Researchers Recreate DNA Of Man Who Died In 1827 Despite Having No Body To Work With

Posted by in categories: biotech/medical, genetics

An international team of researchers led by a group with deCODE Genetics, a biopharmaceutical company in Iceland, has partly recreated the DNA of a man who died in 1827, despite having no body to take tissue samples from. In their paper published in the journal Nature Genetics, the team describes reconstructing “a sizable portion” of the original DNA of the man by studying DNA samples from his descendants.

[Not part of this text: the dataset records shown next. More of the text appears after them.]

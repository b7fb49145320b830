//! Shared state and nodes for the state_graph integration tests.

use async_trait::async_trait;
use manual_agent::{AgentError, Next, Node};

/// Records the ids of the nodes that ran, in order.
#[derive(Clone, Debug, Default, PartialEq)]
pub struct CounterState {
    pub visited: Vec<String>,
    pub count: u32,
}

/// Appends its id to `visited` and increments `count`.
pub struct AppendNode {
    id: String,
}

impl AppendNode {
    pub fn new(id: &str) -> Self {
        Self { id: id.to_string() }
    }
}

#[async_trait]
impl Node<CounterState> for AppendNode {
    fn id(&self) -> &str {
        &self.id
    }

    async fn run(&self, mut state: CounterState) -> Result<(CounterState, Next), AgentError> {
        state.visited.push(self.id.clone());
        state.count += 1;
        Ok((state, Next::Continue))
    }
}
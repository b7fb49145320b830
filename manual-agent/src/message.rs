//! Conversation messages: system, user, assistant (with tool calls and usage), tool results.
//!
//! Messages are append-only history entries. Assistant messages carry a unique id so the
//! accounting stage can tell whether it already counted them.

use serde::{Deserialize, Serialize};
use uuid::Uuid;

use crate::state::ToolCall;

/// Token usage reported by the inference collaborator for one completion.
#[derive(Clone, Copy, Debug, Default, PartialEq, Eq, Serialize, Deserialize)]
pub struct Usage {
    pub prompt_tokens: u64,
    pub completion_tokens: u64,
}

impl Usage {
    pub fn new(prompt_tokens: u64, completion_tokens: u64) -> Self {
        Self {
            prompt_tokens,
            completion_tokens,
        }
    }

    pub fn total(&self) -> u64 {
        self.prompt_tokens + self.completion_tokens
    }

    /// Ollama reports zero counts when it did not evaluate tokens; treat that as no data.
    pub fn is_empty(&self) -> bool {
        self.prompt_tokens == 0 && self.completion_tokens == 0
    }
}

/// Assistant turn: either final text or a request for tool calls.
#[derive(Clone, Debug, PartialEq, Serialize, Deserialize)]
pub struct AssistantMessage {
    /// Identity used by the accounting stage's idempotence marker.
    pub id: String,
    pub content: String,
    #[serde(default)]
    pub tool_calls: Vec<ToolCall>,
    #[serde(default)]
    pub usage: Option<Usage>,
}

impl AssistantMessage {
    pub fn new(content: impl Into<String>, tool_calls: Vec<ToolCall>, usage: Option<Usage>) -> Self {
        Self {
            id: Uuid::new_v4().to_string(),
            content: content.into(),
            tool_calls,
            usage,
        }
    }

    /// Plain text reply without tool calls or usage.
    pub fn text(content: impl Into<String>) -> Self {
        Self::new(content, vec![], None)
    }

    pub fn has_tool_calls(&self) -> bool {
        !self.tool_calls.is_empty()
    }
}

/// Result of one tool call, appended by the tool-execution stage.
#[derive(Clone, Debug, PartialEq, Serialize, Deserialize)]
pub struct ToolMessage {
    /// Id of the tool call this answers (provider-assigned; may be absent).
    pub call_id: Option<String>,
    pub name: String,
    pub content: String,
    /// True when `content` is an error payload (unknown tool, bad input, handled failure).
    #[serde(default)]
    pub is_error: bool,
}

/// Message role, as exposed to chat APIs.
#[derive(Clone, Copy, Debug, PartialEq, Eq)]
pub enum Role {
    System,
    User,
    Assistant,
    Tool,
}

impl Role {
    pub fn as_str(&self) -> &'static str {
        match self {
            Role::System => "system",
            Role::User => "user",
            Role::Assistant => "assistant",
            Role::Tool => "tool",
        }
    }
}

/// One entry in the conversation history.
#[derive(Clone, Debug, PartialEq, Serialize, Deserialize)]
#[serde(rename_all = "snake_case")]
pub enum Message {
    System(String),
    User(String),
    Assistant(AssistantMessage),
    Tool(ToolMessage),
}

impl Message {
    pub fn system(content: impl Into<String>) -> Self {
        Message::System(content.into())
    }

    pub fn user(content: impl Into<String>) -> Self {
        Message::User(content.into())
    }

    pub fn assistant(content: impl Into<String>) -> Self {
        Message::Assistant(AssistantMessage::text(content))
    }

    pub fn role(&self) -> Role {
        match self {
            Message::System(_) => Role::System,
            Message::User(_) => Role::User,
            Message::Assistant(_) => Role::Assistant,
            Message::Tool(_) => Role::Tool,
        }
    }

    /// Text content regardless of role.
    pub fn content(&self) -> &str {
        match self {
            Message::System(s) | Message::User(s) => s,
            Message::Assistant(a) => &a.content,
            Message::Tool(t) => &t.content,
        }
    }

    pub fn as_assistant(&self) -> Option<&AssistantMessage> {
        match self {
            Message::Assistant(a) => Some(a),
            _ => None,
        }
    }
}
//! Checkpointer trait and error type.

use async_trait::async_trait;
use thiserror::Error;

use super::checkpoint::{Checkpoint, CheckpointListItem, CheckpointMetadata};
use super::config::RunnableConfig;

/// Error from checkpoint storage.
#[derive(Debug, Error)]
pub enum CheckpointError {
    /// The config has no thread_id.
    #[error("thread_id is required")]
    ThreadIdRequired,

    #[error("serialization: {0}")]
    Serialization(String),

    #[error("storage: {0}")]
    Storage(String),

    /// `config.checkpoint_id` names a checkpoint that does not exist.
    #[error("checkpoint not found: {0}")]
    NotFound(String),
}

/// Per-session state snapshots.
///
/// Keyed by (thread_id, checkpoint_ns, checkpoint_id). `get_tuple` returns the checkpoint
/// named by `config.checkpoint_id`, or the latest one for the thread when it is unset.
#[async_trait]
pub trait Checkpointer<S>: Send + Sync
where
    S: Clone + Send + Sync + 'static,
{
    /// Saves a checkpoint and returns its id.
    async fn put(
        &self,
        config: &RunnableConfig,
        checkpoint: &Checkpoint<S>,
    ) -> Result<String, CheckpointError>;

    /// Loads a checkpoint; `Ok(None)` when the thread has none.
    async fn get_tuple(
        &self,
        config: &RunnableConfig,
    ) -> Result<Option<(Checkpoint<S>, CheckpointMetadata)>, CheckpointError>;

    /// Lists checkpoints for the thread, newest first, up to `limit`.
    async fn list(
        &self,
        config: &RunnableConfig,
        limit: Option<usize>,
    ) -> Result<Vec<CheckpointListItem>, CheckpointError>;
}

pub(crate) fn thread_id(config: &RunnableConfig) -> Result<&str, CheckpointError> {
    config
        .thread_id
        .as_deref()
        .ok_or(CheckpointError::ThreadIdRequired)
}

In a unique and interesting project, the team worked with genetic information from people living in Iceland to recreate the DNA of a man well known in that country due to his unique story. He was an escaped black slave who made his way to Iceland—a place where there were no other people of African descent. That made his DNA extremely unique. More importantly, the man, Hans Jonatan, was, as the story goes, “welcomed with open arms,” which meant he was able to marry a local woman and have children. Those children produced children of their own, who inherited part of Jonatan’s DNAdding to the story, Iceland just happens to have one of the most extensive genealogical databases in the world today—it includes data on over a third of the entire population of the country.

In this new effort, the researchers took advantage of the unique situation to find Jonatan’s descendants by narrowing an original pool of 788 descendants down to a manageable 182—each one of whom held one small piece of the puzzle in their genes. After much work, the team reports that they were able to use the pieces they found to recreate a large part of Jonatan’s DNA without using any tissue from him at all—the first time such a feat has ever been achieved. They were also able to trace some of Jonatan’s ancestry starting with his mother, an African slave on a plantation in St. Croix, which at the time of Jonatan’s birth was a Danish colony. They believe his father was a white European.